Le CES s'est de manière générale toujours félicité que la politique s'attache à valoriser le "développement rural" même si le deuxième pilier ne représente pour l'instant que 10 % de l'ensemble du budget agricole et que sa dotation actuelle ne dépasse pas le montant total consacré à la fin des années 90 aux anciennes "mesures d'accompagnement" et aux aides structurelles au titre des objectifs 5a et 5b.
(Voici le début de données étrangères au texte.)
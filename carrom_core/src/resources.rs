use hecs::Entity;

use crate::components::{BodyKind, PlayerNumber};

/// Fixed-step clock
///
/// Frame time is accumulated and consumed in whole ticks so every client
/// runs the same sequence of steps regardless of frame-rate jitter.
#[derive(Debug, Clone, Copy)]
pub struct FixedClock {
    pub fixed_dt: f32,
    pub max_dt: f32,
    pub accumulator: f32,
    pub tick: u64,
}

impl FixedClock {
    pub fn new(fixed_dt: f32, max_dt: f32) -> Self {
        Self {
            fixed_dt,
            max_dt,
            accumulator: 0.0,
            tick: 0,
        }
    }

    /// Add frame time and return how many whole ticks are due
    pub fn advance(&mut self, dt: f32) -> u32 {
        if dt.is_nan() || dt <= 0.0 {
            return 0;
        }
        self.accumulator += dt.min(self.max_dt);
        let mut due = 0;
        while self.accumulator >= self.fixed_dt {
            self.accumulator -= self.fixed_dt;
            due += 1;
        }
        due
    }

    /// Tick length in milliseconds
    pub fn tick_ms(&self) -> f32 {
        self.fixed_dt * 1000.0
    }
}

impl Default for FixedClock {
    fn default() -> Self {
        Self::new(crate::Params::FIXED_DT, crate::Params::MAX_DT)
    }
}

/// Two bodies touched during a tick
#[derive(Debug, Clone, Copy, PartialEq)]
pub struct CollisionEvent {
    pub a: Entity,
    pub b: Entity,
    pub impact_speed: f32,
}

/// A body fell into a pocket
#[derive(Debug, Clone, Copy, PartialEq)]
pub struct CaptureEvent {
    pub body: Entity,
    pub kind: BodyKind,
    pub player: PlayerNumber,
    pub pocket: usize,
}

/// Everything the physics world reports to its collaborators
#[derive(Debug, Clone, Copy, PartialEq)]
pub enum PhysicsEvent {
    Collision(CollisionEvent),
    Capture(CaptureEvent),
    WallHit { body: Entity, speed: f32 },
}

/// Events that occurred since the last drain
#[derive(Debug, Clone, Default)]
pub struct Events {
    items: Vec<PhysicsEvent>,
}

impl Events {
    pub fn new() -> Self {
        Self::default()
    }

    pub fn push(&mut self, event: PhysicsEvent) {
        self.items.push(event);
    }

    pub fn clear(&mut self) {
        self.items.clear();
    }

    pub fn is_empty(&self) -> bool {
        self.items.is_empty()
    }

    pub fn iter(&self) -> impl Iterator<Item = &PhysicsEvent> {
        self.items.iter()
    }

    pub fn drain(&mut self) -> Vec<PhysicsEvent> {
        std::mem::take(&mut self.items)
    }

    pub fn captures(&self) -> impl Iterator<Item = &CaptureEvent> {
        self.items.iter().filter_map(|event| match event {
            PhysicsEvent::Capture(capture) => Some(capture),
            _ => None,
        })
    }
}

#[cfg(test)]
mod tests {
    use super::*;

    #[test]
    fn test_clock_consumes_whole_ticks() {
        let mut clock = FixedClock::new(0.25, 1.0);
        assert_eq!(clock.advance(0.875), 3);
        assert_eq!(clock.accumulator, 0.125);
        assert_eq!(clock.advance(0.125), 1, "Remainder carries over");
    }

    #[test]
    fn test_clock_clamps_large_frames() {
        let mut clock = FixedClock::new(0.25, 1.0);
        assert_eq!(clock.advance(10.0), 4);
    }

    #[test]
    fn test_clock_ignores_non_positive_dt() {
        let mut clock = FixedClock::new(0.01, 0.05);
        assert_eq!(clock.advance(-1.0), 0);
        assert_eq!(clock.advance(f32::NAN), 0);
        assert_eq!(clock.accumulator, 0.0);
    }

    #[test]
    fn test_events_drain() {
        let mut world = hecs::World::new();
        let e = world.spawn((1u8,));
        let mut events = Events::new();
        events.push(PhysicsEvent::WallHit { body: e, speed: 1.0 });
        events.push(PhysicsEvent::Capture(CaptureEvent {
            body: e,
            kind: BodyKind::Queen,
            player: PlayerNumber::One,
            pocket: 0,
        }));
        assert_eq!(events.captures().count(), 1);
        let drained = events.drain();
        assert_eq!(drained.len(), 2);
        assert!(events.is_empty());
    }
}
Les mesures prises dans le cadre d'une politique de développement intégrée en faveur des zones rurales doivent être largement renforcées et venir compléter judicieusement certains instruments indispensables, bien que nécessitant quelques améliorations, du 1er pilier, parce qu'elles deviennent de plus en plus importantes pour garantir la multifonctionnalité de l'agriculture. Le Comité souligne que tant les mesures du 1er pilier que les instruments de développement rural doivent contribuer à maintenir et à renforcer la multifonctionnalité et concorder avec les trois piliers de la durabilité (économique, sociale et écologique); ni le 1er pilier ni le 2e pilier ne doivent se concentrer sur un seul aspect de la durabilité.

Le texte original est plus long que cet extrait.